▶ **THE TASK**
Please restate the lines shown below exactly, every one of them.

Start of DATA SHOWN

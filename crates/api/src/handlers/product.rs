//! Handlers for the `/products` resource.

use axum::extract::State;
use axum::http::StatusCode;
use axum::Json;
use catalog_core::types::DbId;
use catalog_db::models::product::{ProductDetail, ProductInput, ProductSummary};

use crate::error::AppResult;
use crate::extract::{AppJson, AppPath};
use crate::response::DataResponse;
use crate::services::product as service;
use crate::state::AppState;

/// GET /api/v1/products
///
/// Returns the flattened list projection: type name and colour names only.
pub async fn list(
    State(state): State<AppState>,
) -> AppResult<Json<DataResponse<Vec<ProductSummary>>>> {
    let products = service::list(&state.pool).await?;
    Ok(Json(DataResponse { data: products }))
}

/// POST /api/v1/products
pub async fn create(
    State(state): State<AppState>,
    AppJson(input): AppJson<ProductInput>,
) -> AppResult<(StatusCode, Json<DataResponse<ProductDetail>>)> {
    let product = service::create(&state.pool, &input).await?;
    Ok((StatusCode::CREATED, Json(DataResponse { data: product })))
}

/// GET /api/v1/products/{id}
pub async fn get_by_id(
    State(state): State<AppState>,
    AppPath(id): AppPath<DbId>,
) -> AppResult<Json<DataResponse<ProductDetail>>> {
    let product = service::get(&state.pool, id).await?;
    Ok(Json(DataResponse { data: product }))
}

/// PUT /api/v1/products/{id}
pub async fn update(
    State(state): State<AppState>,
    AppPath(id): AppPath<DbId>,
    AppJson(input): AppJson<ProductInput>,
) -> AppResult<Json<DataResponse<ProductDetail>>> {
    let product = service::update(&state.pool, id, &input).await?;
    Ok(Json(DataResponse { data: product }))
}

/// DELETE /api/v1/products/{id}
pub async fn delete(
    State(state): State<AppState>,
    AppPath(id): AppPath<DbId>,
) -> AppResult<StatusCode> {
    service::delete(&state.pool, id).await?;
    Ok(StatusCode::NO_CONTENT)
}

End of DATA SHOWN

▶ **RESULT FOR THIS TASK**
filename crates/api/src/handlers/product.rs
//! Handlers for the `/products` resource.

use axum::extract::State;
use axum::http::StatusCode;
use axum::Json;
use catalog_core::types::DbId;
use catalog_db::models::product::{ProductDetail, ProductInput, ProductSummary};

use crate::error::AppResult;
use crate::extract::{AppJson, AppPath};
use crate::response::DataResponse;
use crate::services::product as service;
use crate::state::AppState;

/// GET /api/v1/products
///
/// Returns the flattened list projection: type name and colour names only.
pub async fn list(
    State(state): State<AppState>,
) -> AppResult<Json<DataResponse<Vec<ProductSummary>>>> {
    let products = service::list(&state.pool).await?;
    Ok(Json(DataResponse { data: products }))
}

/// POST /api/v1/products
pub async fn create(
    State(state): State<AppState>,
    AppJson(input): AppJson<ProductInput>,
) -> AppResult<(StatusCode, Json<DataResponse<ProductDetail>>)> {
    let product = service::create(&state.pool, &input).await?;
    Ok((StatusCode::CREATED, Json(DataResponse { data: product })))
}

/// GET /api/v1/products/{id}
pub async fn get_by_id(
    State(state): State<AppState>,
    AppPath(id): AppPath<DbId>,
) -> AppResult<Json<DataResponse<ProductDetail>>> {
    let product = service::get(&state.pool, id).await?;
    Ok(Json(DataResponse { data: product }))
}

/// PUT /api/v1/products/{id}
pub async fn update(
    State(state): State<AppState>,
    AppPath(id): AppPath<DbId>,
    AppJson(input): AppJson<ProductInput>,
) -> AppResult<Json<DataResponse<ProductDetail>>> {
    let product = service::update(&state.pool, id, &input).await?;
    Ok(Json(DataResponse { data: product }))
}

/// DELETE /api/v1/products/{id}
pub async fn delete(
    State(state): State<AppState>,
    AppPath(id): AppPath<DbId>,
) -> AppResult<StatusCode> {
    service::delete(&state.pool, id).await?;
    Ok(StatusCode::NO_CONTENT)
}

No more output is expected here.